* **Work task**
What is needed here is every line of the records that includes "samples".

* **Information supplied**
============================================================
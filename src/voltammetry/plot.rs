use std::io::Cursor;
use image::{DynamicImage, ImageBuffer, ImageFormat, Rgb};
use plotters::prelude::LineSeries;
use plotters::prelude::*;
use crate::voltammetry::aggregate::{DriftPoint, OverlaySeries};
use crate::voltammetry::cycle::{Cycle, HalfCycle, HalfCycleKind};
use crate::voltammetry::error::AnalysisError;
use crate::voltammetry::source::Sample;
#[derive(Clone, Debug)]
pub struct PlotStyle {
    pub width: u32,
    pub height: u32,
    pub background: RGBColor,
    pub palette: Vec<RGBColor>,
}
impl Default for PlotStyle {
    fn default() -> Self {
        Self {
            width: 900,
            height: 600,
            background: RGBColor(10, 10, 10),
            palette: vec![BLUE, RED, GREEN, CYAN, MAGENTA, YELLOW, WHITE],
        }
    }
}
impl PlotStyle {
    fn color(&self, idx: usize) -> RGBColor {
        if self.palette.is_empty() {
            return WHITE;
        }
        self.palette[idx % self.palette.len()]
    }
}
/// Full cycle, current against potential, with every detected peak marked.
pub fn render_cycle_png(cycle: &Cycle<'_>, style: &PlotStyle) -> Result<Vec<u8>, AnalysisError> {
    if cycle.is_empty() {
        return Err(AnalysisError::Plot(format!(
            "cycle {} has no samples",
            cycle.cycle_id
        )));
    }
    let potentials = cycle.potentials();
    let currents = cycle.currents();
    let mut buffer = vec![0u8; (style.width * style.height * 3) as usize];
    {
        let root = BitMapBackend::with_buffer(&mut buffer, (style.width, style.height))
            .into_drawing_area();
        root.fill(&style.background)?;
        let (x0, x1) = bounds(potentials.iter().copied());
        let (y0, y1) = bounds(currents.iter().copied());
        let mut chart = ChartBuilder::on(&root)
            .margin(10)
            .caption(
                format!("Full Cycle - Scan {}", cycle.cycle_id),
                ("sans-serif", 20).into_font().color(&WHITE),
            )
            .set_label_area_size(LabelAreaPosition::Left, 60)
            .set_label_area_size(LabelAreaPosition::Bottom, 40)
            .build_cartesian_2d(x0..x1, y0..y1)?;
        chart
            .configure_mesh()
            .x_desc("Potential (V)")
            .y_desc("Current (A)")
            .light_line_style(&WHITE.mix(0.1))
            .draw()?;
        chart.draw_series(LineSeries::new(
            potentials.iter().copied().zip(currents.iter().copied()),
            &style.color(0),
        ))?;
        chart.draw_series(cycle.peaks().into_iter().map(|peak| {
            EmptyElement::at((peak.potential, peak.current))
                + Circle::new((0, 0), 4, RED.filled())
                + Text::new(
                    "Peak",
                    (-12, -18),
                    ("sans-serif", 12).into_font().color(&WHITE),
                )
        }))?;
        root.present()?;
    }
    encode_png(&buffer, style.width, style.height)
}
/// One half-cycle, current against time.
pub fn render_half_cycle_png(
    cycle_id: i64,
    half: &HalfCycle<'_>,
    style: &PlotStyle,
) -> Result<Vec<u8>, AnalysisError> {
    if half.is_empty() {
        return Err(AnalysisError::Plot(format!(
            "{:?} half of cycle {cycle_id} has no samples",
            half.kind
        )));
    }
    let (title, color) = match half.kind {
        HalfCycleKind::Anodic => ("Anodic Half-Cycle", GREEN),
        HalfCycleKind::Cathodic => ("Cathodic Half-Cycle", BLUE),
    };
    let times = half.times();
    let currents = half.currents();
    let mut buffer = vec![0u8; (style.width * style.height * 3) as usize];
    {
        let root = BitMapBackend::with_buffer(&mut buffer, (style.width, style.height))
            .into_drawing_area();
        root.fill(&style.background)?;
        let (x0, x1) = bounds(times.iter().copied());
        let (y0, y1) = bounds(currents.iter().copied());
        let mut chart = ChartBuilder::on(&root)
            .margin(10)
            .caption(
                format!("{title} - Scan {cycle_id}"),
                ("sans-serif", 20).into_font().color(&WHITE),
            )
            .set_label_area_size(LabelAreaPosition::Left, 60)
            .set_label_area_size(LabelAreaPosition::Bottom, 40)
            .build_cartesian_2d(x0..x1, y0..y1)?;
        chart
            .configure_mesh()
            .x_desc("Time (s)")
            .y_desc("Current (A)")
            .light_line_style(&WHITE.mix(0.1))
            .draw()?;
        chart.draw_series(LineSeries::new(
            times.iter().copied().zip(currents.iter().copied()),
            &color,
        ))?;
        root.present()?;
    }
    encode_png(&buffer, style.width, style.height)
}
/// All cycles superimposed; the legend follows the order of `overlay`.
pub fn render_overlay_png(
    overlay: &[OverlaySeries],
    style: &PlotStyle,
) -> Result<Vec<u8>, AnalysisError> {
    if overlay.iter().all(|s| s.potentials.is_empty()) {
        return Err(AnalysisError::Plot("overlay has no cycles".into()));
    }
    let mut buffer = vec![0u8; (style.width * style.height * 3) as usize];
    {
        let root = BitMapBackend::with_buffer(&mut buffer, (style.width, style.height))
            .into_drawing_area();
        root.fill(&style.background)?;
        let (x0, x1) = bounds(overlay.iter().flat_map(|s| s.potentials.iter().copied()));
        let (y0, y1) = bounds(overlay.iter().flat_map(|s| s.currents.iter().copied()));
        let mut chart = ChartBuilder::on(&root)
            .margin(10)
            .caption("Cycle Overlay", ("sans-serif", 20).into_font().color(&WHITE))
            .set_label_area_size(LabelAreaPosition::Left, 60)
            .set_label_area_size(LabelAreaPosition::Bottom, 40)
            .build_cartesian_2d(x0..x1, y0..y1)?;
        chart
            .configure_mesh()
            .x_desc("Potential (V)")
            .y_desc("Current (A)")
            .light_line_style(&WHITE.mix(0.1))
            .draw()?;
        for (idx, series) in overlay.iter().enumerate() {
            let color = style.color(idx);
            let points = series
                .potentials
                .iter()
                .copied()
                .zip(series.currents.iter().copied());
            chart
                .draw_series(LineSeries::new(points, &color))?
                .label(format!("Cycle {}", series.cycle_id))
                .legend(move |(x, y)| PathElement::new(vec![(x, y), (x + 20, y)], &color));
        }
        chart
            .configure_series_labels()
            .border_style(&WHITE.mix(0.2))
            .background_style(&style.background)
            .label_font(("sans-serif", 12).into_font().color(&WHITE))
            .draw()?;
        root.present()?;
    }
    encode_png(&buffer, style.width, style.height)
}
/// Horizontal axis of the drift chart.
#[derive(Clone, Copy, Debug, PartialEq, Eq)]
pub enum DriftAxis {
    /// Position within the bounded prefix (0, 1, 2, ...).
    Ordinal,
    /// The cycle's own id.
    CycleId,
}
impl DriftAxis {
    fn position(self, point: &DriftPoint) -> f64 {
        match self {
            DriftAxis::Ordinal => point.ordinal as f64,
            DriftAxis::CycleId => point.cycle_id as f64,
        }
    }
    fn label(self) -> &'static str {
        match self {
            DriftAxis::Ordinal => "Cycle (first N)",
            DriftAxis::CycleId => "Cycle id",
        }
    }
}
/// Cycle-start and cathodic-start points of one drift quantity, placed on `axis`.
fn drift_series(
    drift: &[DriftPoint],
    axis: DriftAxis,
    value: fn(&Sample) -> f64,
) -> (Vec<(f64, f64)>, Vec<(f64, f64)>) {
    let starts = drift
        .iter()
        .map(|d| (axis.position(d), value(&d.start)))
        .collect();
    let cathodic = drift
        .iter()
        .filter_map(|d| d.cathodic_start.map(|s| (axis.position(d), value(&s))))
        .collect();
    (starts, cathodic)
}
/// Start time, potential and current of each cycle, stacked in three panels. The
/// cathodic starting point is drawn alongside when the drift series carries it.
pub fn render_drift_png(
    drift: &[DriftPoint],
    axis: DriftAxis,
    style: &PlotStyle,
) -> Result<Vec<u8>, AnalysisError> {
    if drift.is_empty() {
        return Err(AnalysisError::Plot("drift series is empty".into()));
    }
    let panels: [(&str, fn(&Sample) -> f64); 3] = [
        ("Time (s)", |s: &Sample| s.time),
        ("Potential (V)", |s: &Sample| s.potential),
        ("Current (A)", |s: &Sample| s.current),
    ];
    let (x0, x1) = bounds(drift.iter().map(|d| axis.position(d)));
    let mut buffer = vec![0u8; (style.width * style.height * 3) as usize];
    {
        let root = BitMapBackend::with_buffer(&mut buffer, (style.width, style.height))
            .into_drawing_area();
        root.fill(&style.background)?;
        let areas = root.split_evenly((3, 1));
        for (area, (label, value)) in areas.iter().zip(panels) {
            let (starts, cathodic) = drift_series(drift, axis, value);
            let (y0, y1) = bounds(starts.iter().chain(&cathodic).map(|&(_, y)| y));
            let mut chart = ChartBuilder::on(area)
                .margin(8)
                .set_label_area_size(LabelAreaPosition::Left, 60)
                .set_label_area_size(LabelAreaPosition::Bottom, 30)
                .build_cartesian_2d(x0..x1, y0..y1)?;
            chart
                .configure_mesh()
                .x_desc(axis.label())
                .y_desc(label)
                .light_line_style(&WHITE.mix(0.1))
                .draw()?;
            for (idx, (name, points)) in [("Cycle start", starts), ("Cathodic start", cathodic)]
                .into_iter()
                .enumerate()
            {
                if points.is_empty() {
                    continue;
                }
                let color = style.color(idx);
                chart
                    .draw_series(LineSeries::new(points.iter().copied(), &color))?
                    .label(name)
                    .legend(move |(x, y)| PathElement::new(vec![(x, y), (x + 20, y)], &color));
                chart.draw_series(
                    points
                        .iter()
                        .map(|&p| Circle::new(p, 3, color.filled())),
                )?;
            }
            chart
                .configure_series_labels()
                .border_style(&WHITE.mix(0.2))
                .background_style(&style.background)
                .label_font(("sans-serif", 12).into_font().color(&WHITE))
                .draw()?;
        }
        root.present()?;
    }
    encode_png(&buffer, style.width, style.height)
}
/// Axis range covering `values`, widened when all values coincide.
fn bounds(values: impl Iterator<Item = f64>) -> (f64, f64) {
    let (lo, hi) = values
        .filter(|v| v.is_finite())
        .fold((f64::INFINITY, f64::NEG_INFINITY), |(lo, hi), v| {
            (lo.min(v), hi.max(v))
        });
    if lo > hi {
        return (-1.0, 1.0);
    }
    let span = hi - lo;
    if span <= f64::EPSILON * hi.abs().max(1.0) {
        let pad = if hi == 0.0 { 1.0 } else { hi.abs() * 0.1 };
        return (lo - pad, hi + pad);
    }
    (lo - span * 0.05, hi + span * 0.05)
}
fn encode_png(buffer: &[u8], width: u32, height: u32) -> Result<Vec<u8>, AnalysisError> {
    let image = ImageBuffer::<Rgb<u8>, _>::from_raw(width, height, buffer.to_vec())
        .ok_or_else(|| AnalysisError::Plot("failed to allocate image buffer".into()))?;
    let mut output = Vec::new();
    let dynamic = DynamicImage::ImageRgb8(image);
    dynamic.write_to(&mut Cursor::new(&mut output), ImageFormat::Png)?;
    Ok(output)
}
============================================================
* **Written answer**
            "cycle {} has no samples",
            "{:?} half of cycle {cycle_id} has no samples",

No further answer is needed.